A sudden decision yesterday by several tobacco companies and others to abandon their lengthy legal action over new laws restricting the advertisement and promotion of cigarettes and other tobacco products has cleared the way for the introduction of the disputed legislation.

The plaintiffs now face a substantial bill for legal costs, estimated at several million euro, after Mr Justice Peter Kelly granted their application to discontinue their action, which had been due to open in the Commercial Court next Tuesday and to run for at least six weeks.

Lawyers for the Minister for Health and the State said they had learned of the proposal to discontinue earlier yesterday.

The challenge was to parts of the Public Health (Tobacco) Act 2002, as amended by the proposed new restrictions, and was initiated in April 2004 by 16 tobacco companies, others involved in supplying cigarettes to vending machines and a newsagent representing a number of retail outlets in the State.

The plaintiffs claimed the disputed provisions of the 2002 Act were unconstitutional, in breach of EU law and the European Convention on Human Rights and would involve financial losses for them if they came into effect.

Paul Gallagher SC, for the plaintiff companies, said his clients were not proceeding with the action and wished to discontinue the proceedings.
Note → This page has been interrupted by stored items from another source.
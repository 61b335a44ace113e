//! Supabase Adapter
//!
//! Token store backed by a Supabase (PostgREST) `tokens` table with
//! columns `mint`, `name`, `symbol`, `createdAt` (Unix seconds).

mod client;

pub use client::{SupabaseConfig, SupabaseTokenStore};
//! Gateway Port
//!
//! The two upstream lookups the explorer needs, keyed by mint:
//! - coin metadata (image + current market cap) from pump.fun
//! - all-time-high market cap from Solana Tracker
//!
//! Implemented by the HTTP gateway client (talks to our proxy) and by
//! `UpstreamApis` (talks to the third-party APIs directly).

use async_trait::async_trait;
use serde::{Deserialize, Serialize};
use thiserror::Error;

#[derive(Debug, Error)]
pub enum UpstreamError {
    #[error("HTTP request failed: {0}")]
    HttpError(#[from] reqwest::Error),

    #[error("Upstream returned status {0}")]
    Status(u16),

    #[error("Failed to parse upstream response: {0}")]
    ParseError(String),

    #[error("Upstream returned an empty body")]
    EmptyBody,

    #[error("Not a mint address: {0:?}")]
    InvalidMint(String),

    #[error("Invalid upstream URL: {0}")]
    InvalidUrl(String),
}

/// The subset of coin metadata the explorer shows
#[derive(Debug, Clone, Default, PartialEq, Serialize, Deserialize)]
pub struct MetadataQuote {
    pub image: Option<String>,
    #[serde(rename = "marketCap")]
    pub market_cap: Option<f64>,
    /// Only populated when talking to pump.fun directly; the proxy strips it
    #[serde(default, skip_serializing_if = "Option::is_none")]
    pub description: Option<String>,
}

#[async_trait]
pub trait GatewayPort: Send + Sync {
    /// Image and current market cap for a mint
    async fn coin_metadata(&self, mint: &str) -> Result<MetadataQuote, UpstreamError>;

    /// Raw all-time-high payload for a mint
    async fn all_time_high(&self, mint: &str) -> Result<serde_json::Value, UpstreamError>;
}
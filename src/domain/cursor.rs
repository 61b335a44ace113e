//! Page Cursor
//!
//! Offset/exhaustion/total triple describing pagination progress for one
//! filter state. The offset counts raw store rows, never post-filter rows.

use serde::{Deserialize, Serialize};
use std::fmt;

/// Total number of results for the active filter
#[derive(Debug, Clone, Copy, PartialEq, Eq, Serialize, Deserialize)]
pub enum TotalCount {
    /// Exact count from the store
    Exact(u64),
    /// Extrapolated from the first page's ATH filter ratio
    Estimated(u64),
}

impl TotalCount {
    pub fn value(&self) -> u64 {
        match self {
            TotalCount::Exact(n) | TotalCount::Estimated(n) => *n,
        }
    }

    pub fn is_estimate(&self) -> bool {
        matches!(self, TotalCount::Estimated(_))
    }

    /// `round(unfiltered_total * filtered / raw)`; zero when nothing was fetched
    pub fn estimate(unfiltered_total: u64, filtered: usize, raw: usize) -> Self {
        if raw == 0 {
            return TotalCount::Estimated(0);
        }
        let ratio = filtered as f64 / raw as f64;
        TotalCount::Estimated((unfiltered_total as f64 * ratio).round() as u64)
    }
}

impl Default for TotalCount {
    fn default() -> Self {
        TotalCount::Exact(0)
    }
}

impl fmt::Display for TotalCount {
    fn fmt(&self, f: &mut fmt::Formatter<'_>) -> fmt::Result {
        match self {
            TotalCount::Exact(n) => write!(f, "{}", n),
            TotalCount::Estimated(n) => write!(f, "~{}", n),
        }
    }
}

#[derive(Debug, Clone, Copy, PartialEq, Eq, Default, Serialize, Deserialize)]
pub struct PageCursor {
    pub offset: usize,
    pub exhausted: bool,
    pub total: TotalCount,
}

impl PageCursor {
    /// Record a fetch of `raw_len` rows out of a requested window of `window`
    pub fn advance(&mut self, raw_len: usize, window: usize) {
        self.offset += raw_len;
        self.exhausted = raw_len < window;
    }
}

#[cfg(test)]
mod tests {
    use super::*;

    #[test]
    fn test_advance_full_page_keeps_going() {
        let mut cursor = PageCursor::default();
        cursor.advance(30, 30);
        assert_eq!(cursor.offset, 30);
        assert!(!cursor.exhausted);
    }

    #[test]
    fn test_advance_short_page_exhausts() {
        let mut cursor = PageCursor { offset: 60, ..Default::default() };
        cursor.advance(12, 30);
        assert_eq!(cursor.offset, 72);
        assert!(cursor.exhausted);
    }

    #[test]
    fn test_advance_empty_page() {
        let mut cursor = PageCursor::default();
        cursor.advance(0, 90);
        assert_eq!(cursor.offset, 0);
        assert!(cursor.exhausted);
    }

    #[test]
    fn test_estimate() {
        assert_eq!(TotalCount::estimate(100, 30, 90), TotalCount::Estimated(33));
        assert_eq!(TotalCount::estimate(100, 0, 90), TotalCount::Estimated(0));
        assert_eq!(TotalCount::estimate(100, 5, 0), TotalCount::Estimated(0));
        assert_eq!(TotalCount::estimate(7, 1, 2), TotalCount::Estimated(4));
    }

    #[test]
    fn test_display() {
        assert_eq!(TotalCount::Exact(5).to_string(), "5");
        assert_eq!(TotalCount::Estimated(33).to_string(), "~33");
        assert!(TotalCount::Estimated(1).is_estimate());
        assert_eq!(TotalCount::Estimated(1).value(), 1);
    }
}
//! Upstream Gateway
//!
//! - `server`: axum proxy exposing `/proxy/metadata` and `/proxy/all-time-high`
//! - `client`: HTTP client for those endpoints (implements `GatewayPort`)
//! - `upstream`: direct pump.fun + Solana Tracker access (implements `GatewayPort`)

mod client;
mod error;
mod server;
mod upstream;

pub use client::GatewayClient;
pub use error::{ErrorBody, GatewayError};
pub use server::{router, serve, GatewayState, MintParams};
pub use upstream::UpstreamApis;
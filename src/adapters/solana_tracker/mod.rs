//! Solana Tracker Adapter
//!
//! All-time-high market cap from `https://data.solanatracker.io/tokens/{mint}/ath`.

mod client;

pub use client::{SolanaTrackerClient, SolanaTrackerConfig, DEFAULT_SOLANA_TRACKER_URL};
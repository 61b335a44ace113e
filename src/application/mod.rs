pub mod enrichment;
pub mod explorer;

pub use enrichment::EnrichmentFetcher;
pub use explorer::{
    TokenExplorer, ExplorerConfig, ExplorerError, ExplorerPhase, ExplorerSnapshot, LoadOutcome,
    DEFAULT_PAGE_SIZE, DEFAULT_ATH_WINDOW_MULTIPLIER, DEFAULT_ENRICHMENT_DELAY_MS,
};
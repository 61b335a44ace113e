//! Mint Explorer
//!
//! Token explorer CLI and upstream gateway server.

use anyhow::Result;
use mint_explorer::adapters::cli;

#[tokio::main]
async fn main() -> Result<()> {
    // Load .env file if it exists (secrets go here, not in config.toml)
    dotenvy::dotenv().ok();

    let app = cli::init();
    cli::execute(app).await
}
They also accepted responsibility for the defence costs.

Pat Hanratty SC, for the State, said his side was not consenting to the action being discontinued and wished to have an order dismissing it.

This was a "root-and-branch" attack on the legislation in question under the Constitution and EU law and his side wished to have finality and to avoid another similar challenge being brought. He had just been told at this late stage of this development in the case, Mr Hanratty added.

Mr Gallagher said the idea that the case would manifest itself again through a related company was "a nonsense". Mr Justice Kelly said he would give the plaintiffs an order to discontinue their proceedings and then make an order striking out the action.